The union has worked hard over the years to increase SEC compensation, but SEC employees understand that there are limits upon what we can be paid as public employees. Decent benefits would go a long way towards ameliorating the pay issue, especially when carefully calibrated to improve work-life balance and employees’ financial bottom line. That is why pension equity, student loan repayment increases, annual leave, and increased telework flexibility are all vital tools to retain and recruit talented staff.
The union has made concrete proposals to address each of these areas and thus strengthen the Commission’s ability to remain competitive in a difficult job market at a reasonable cost. So far, Chair Gensler has been unwilling to seriously consider any of these proposals. We are concerned that his continued opposition to his employees’ needs will exacerbate the substantial headwinds already faced by the SEC in hiring and retention.

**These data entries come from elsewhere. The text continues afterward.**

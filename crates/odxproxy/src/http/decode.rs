//! Response decoding
//!
//! The body is first read as an untyped envelope so that a populated `error`
//! is reported even when `result` would not fit `T`.

use odxproxy_protocol::ResponseEnvelope;
use serde::de::DeserializeOwned;
use serde_json::Value;

use crate::error::{Error, Result};

/// Decode a gateway reply into a typed envelope.
///
/// # Errors
///
/// - [`Error::Application`] when the `error` field is populated, whatever
///   `result` holds
/// - [`Error::Decode`] when the body is not an envelope or `result` does not
///   match `T`
pub fn decode_response<T: DeserializeOwned>(body: &[u8]) -> Result<ResponseEnvelope<T>> {
    let raw: ResponseEnvelope<Value> = serde_json::from_slice(body)
        .map_err(|e| Error::Decode(format!("invalid response envelope: {}", e)))?;

    if let Some(error) = raw.error {
        return Err(error.into());
    }

    let result = match raw.result {
        Some(value) => Some(
            serde_json::from_value(value)
                .map_err(|e| Error::Decode(format!("unexpected result shape: {}", e)))?,
        ),
        None => None,
    };

    Ok(ResponseEnvelope {
        jsonrpc: raw.jsonrpc,
        id: raw.id,
        result,
        error: None,
    })
}
//! Query modifiers sent alongside an action
//!
//! Odoo's ORM methods take keyword arguments (`fields`, `order`, `limit`,
//! `offset`, `context`) in addition to their positional parameters. The gateway
//! receives them as the `keyword` object of the request envelope.

use serde::{Deserialize, Serialize};

/// Keyword arguments for a gateway call.
///
/// Callers own their instance; the client only ever transmits a masked copy
/// (see [`Action::mask`](crate::Action::mask)).
#[derive(Debug, Clone, Default, PartialEq, Eq, Serialize, Deserialize)]
pub struct QueryModifiers {
    /// Field names to return
    #[serde(skip_serializing_if = "Option::is_none")]
    pub fields: Option<Vec<String>>,

    /// Sort specification, e.g. `"name asc, id desc"`
    #[serde(skip_serializing_if = "Option::is_none")]
    pub order: Option<String>,

    /// Maximum number of records
    #[serde(skip_serializing_if = "Option::is_none")]
    pub limit: Option<u32>,

    /// Number of records to skip
    #[serde(skip_serializing_if = "Option::is_none")]
    pub offset: Option<u32>,

    /// Execution context (company scoping, timezone, language)
    #[serde(skip_serializing_if = "Option::is_none")]
    pub context: Option<RequestContext>,
}

impl QueryModifiers {
    /// Create an empty set of modifiers.
    pub fn new() -> Self {
        Self::default()
    }

    /// Set the fields to return.
    pub fn fields<I, S>(mut self, fields: I) -> Self
    where
        I: IntoIterator<Item = S>,
        S: Into<String>,
    {
        self.fields = Some(fields.into_iter().map(Into::into).collect());
        self
    }

    /// Set the sort order.
    pub fn order(mut self, order: impl Into<String>) -> Self {
        self.order = Some(order.into());
        self
    }

    /// Set the record limit.
    pub fn limit(mut self, limit: u32) -> Self {
        self.limit = Some(limit);
        self
    }

    /// Set the record offset.
    pub fn offset(mut self, offset: u32) -> Self {
        self.offset = Some(offset);
        self
    }

    /// Set the execution context.
    pub fn context(mut self, context: RequestContext) -> Self {
        self.context = Some(context);
        self
    }

    /// Whether no modifier is set.
    ///
    /// Empty modifiers are still sent as `"keyword": {}`.
    pub fn is_empty(&self) -> bool {
        self.fields.is_none()
            && self.order.is_none()
            && self.limit.is_none()
            && self.offset.is_none()
            && self.context.is_none()
    }
}

/// Odoo execution context.
#[derive(Debug, Clone, Default, PartialEq, Eq, Serialize, Deserialize)]
pub struct RequestContext {
    /// Companies the call may operate on
    #[serde(skip_serializing_if = "Option::is_none")]
    pub allowed_company_ids: Option<Vec<i64>>,

    /// Company used when a record does not specify one
    #[serde(skip_serializing_if = "Option::is_none")]
    pub default_company_id: Option<i64>,

    /// Timezone name, e.g. `"Europe/Brussels"`
    #[serde(skip_serializing_if = "Option::is_none")]
    pub tz: Option<String>,

    /// Language code, e.g. `"en_US"`
    #[serde(skip_serializing_if = "Option::is_none")]
    pub lang: Option<String>,
}

impl RequestContext {
    /// Create an empty context.
    pub fn new() -> Self {
        Self::default()
    }

    /// Restrict the call to the given companies.
    pub fn allowed_company_ids(mut self, ids: impl IntoIterator<Item = i64>) -> Self {
        self.allowed_company_ids = Some(ids.into_iter().collect());
        self
    }

    /// Set the default company.
    pub fn default_company_id(mut self, id: i64) -> Self {
        self.default_company_id = Some(id);
        self
    }

    /// Set the timezone.
    pub fn tz(mut self, tz: impl Into<String>) -> Self {
        self.tz = Some(tz.into());
        self
    }

    /// Set the language.
    pub fn lang(mut self, lang: impl Into<String>) -> Self {
        self.lang = Some(lang.into());
        self
    }
}

#[cfg(test)]
mod tests {
    use super::*;
    use pretty_assertions::assert_eq;
    use serde_json::json;

    #[test]
    fn test_empty_modifiers_serialize_to_empty_object() {
        let keyword = QueryModifiers::new();
        assert!(keyword.is_empty());
        assert_eq!(serde_json::to_value(&keyword).unwrap(), json!({}));
    }

    #[test]
    fn test_absent_fields_are_omitted() {
        let keyword = QueryModifiers::new()
            .limit(5)
            .context(RequestContext::new().tz("UTC"));

        assert_eq!(
            serde_json::to_value(&keyword).unwrap(),
            json!({"limit": 5, "context": {"tz": "UTC"}})
        );
    }

    #[test]
    fn test_full_context_serialization() {
        let context = RequestContext::new()
            .allowed_company_ids([1, 2])
            .default_company_id(1)
            .tz("Europe/Brussels")
            .lang("fr_BE");

        assert_eq!(
            serde_json::to_value(&context).unwrap(),
            json!({
                "allowed_company_ids": [1, 2],
                "default_company_id": 1,
                "tz": "Europe/Brussels",
                "lang": "fr_BE"
            })
        );
    }

    #[test]
    fn test_builder_sets_every_modifier() {
        let keyword = QueryModifiers::new()
            .fields(["name", "email"])
            .order("name asc")
            .limit(10)
            .offset(20);

        assert_eq!(
            keyword.fields,
            Some(vec!["name".to_string(), "email".to_string()])
        );
        assert_eq!(keyword.order.as_deref(), Some("name asc"));
        assert_eq!(keyword.limit, Some(10));
        assert_eq!(keyword.offset, Some(20));
        assert!(!keyword.is_empty());
    }

    #[test]
    fn test_clone_is_independent() {
        let original = QueryModifiers::new()
            .fields(["name"])
            .context(RequestContext::new().allowed_company_ids([1]));
        let mut copy = original.clone();

        copy.fields.as_mut().unwrap().push("email".to_string());
        copy.context
            .as_mut()
            .unwrap()
            .allowed_company_ids
            .as_mut()
            .unwrap()
            .push(2);

        assert_eq!(original.fields, Some(vec!["name".to_string()]));
        assert_eq!(
            original.context.unwrap().allowed_company_ids,
            Some(vec![1])
        );
    }
}
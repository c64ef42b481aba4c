//! Structured logging for gateway calls
//!
//! Every call is logged through this layer: `debug` when it is sent, `info`
//! when it succeeds and `warn` when it fails. Credentials are never logged.

use std::time::{Duration, Instant};
use tracing::{debug, info, warn};

use odxproxy_protocol::{Action, RequestEnvelope};

/// Call metadata for structured logging
#[derive(Debug, Clone)]
pub struct CallMetadata {
    /// Action being executed
    pub action: Action,
    /// Target model
    pub model: String,
    /// Request identifier
    pub id: String,
    /// Encoded body size in bytes (optional)
    pub body_size: Option<usize>,
}

impl CallMetadata {
    /// Capture metadata from an envelope
    pub fn from_envelope(envelope: &RequestEnvelope) -> Self {
        Self {
            action: envelope.action,
            model: envelope.model_id.clone(),
            id: envelope.id.to_string(),
            body_size: None,
        }
    }

    /// Set the request body size
    pub fn with_body_size(mut self, size: usize) -> Self {
        self.body_size = Some(size);
        self
    }

    /// Log call being sent
    pub fn log_request(&self) {
        debug!(
            action = %self.action,
            model = %self.model,
            id = %self.id,
            body_size = self.body_size,
            "Sending gateway request"
        );
    }

    /// Log successful call
    pub fn log_success(&self, elapsed: Duration) {
        info!(
            action = %self.action,
            model = %self.model,
            id = %self.id,
            elapsed_ms = elapsed.as_millis(),
            "Gateway call succeeded"
        );
    }

    /// Log failed call
    pub fn log_error(&self, elapsed: Duration, code: Option<i64>, error: &str) {
        warn!(
            action = %self.action,
            model = %self.model,
            id = %self.id,
            elapsed_ms = elapsed.as_millis(),
            code = code,
            error = %error,
            "Gateway call failed"
        );
    }
}

/// Timer for measuring call duration
#[derive(Debug)]
pub struct CallTimer {
    start: Instant,
}

impl CallTimer {
    /// Start a new timer
    pub fn start() -> Self {
        Self {
            start: Instant::now(),
        }
    }

    /// Get elapsed duration
    pub fn elapsed(&self) -> Duration {
        self.start.elapsed()
    }
}

/// Install a `tracing` subscriber filtered by `RUST_LOG`.
///
/// Defaults to `odxproxy=info` when `RUST_LOG` is unset. Does nothing if a
/// global subscriber is already installed.
#[cfg(feature = "trace")]
pub fn init_tracing() {
    use tracing_subscriber::EnvFilter;

    let filter =
        EnvFilter::try_from_default_env().unwrap_or_else(|_| EnvFilter::new("odxproxy=info"));
    let _ = tracing_subscriber::fmt().with_env_filter(filter).try_init();
}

“Given Chair Gensler’s reputation as a hard-charging securities regulator, it is ironic that his human capital policies will likely make the SEC less and less attractive as a place to work,” NTEU Chapter 293 President Greg Gilman said today. “Leading a federal regulatory agency is not just about promulgating the right rules,” he went on to say. “It is also about being a steward of the organization and ensuring that it remains an attractive place for talented people to want to work in the future.”
The SEC is at a crossroads. Now more than ever, we need to recruit and retain highly qualified professionals to meet our crucial mission requirements for the American people. What is fundamentally at issue in our CBA negotiations is whether, during a pro-public service administration, Chair Gensler will rise to meet this obvious challenge during his tenure at the SEC, or instead leave behind a regulatory agency that is less equipped to meet the challenges of the twenty first century.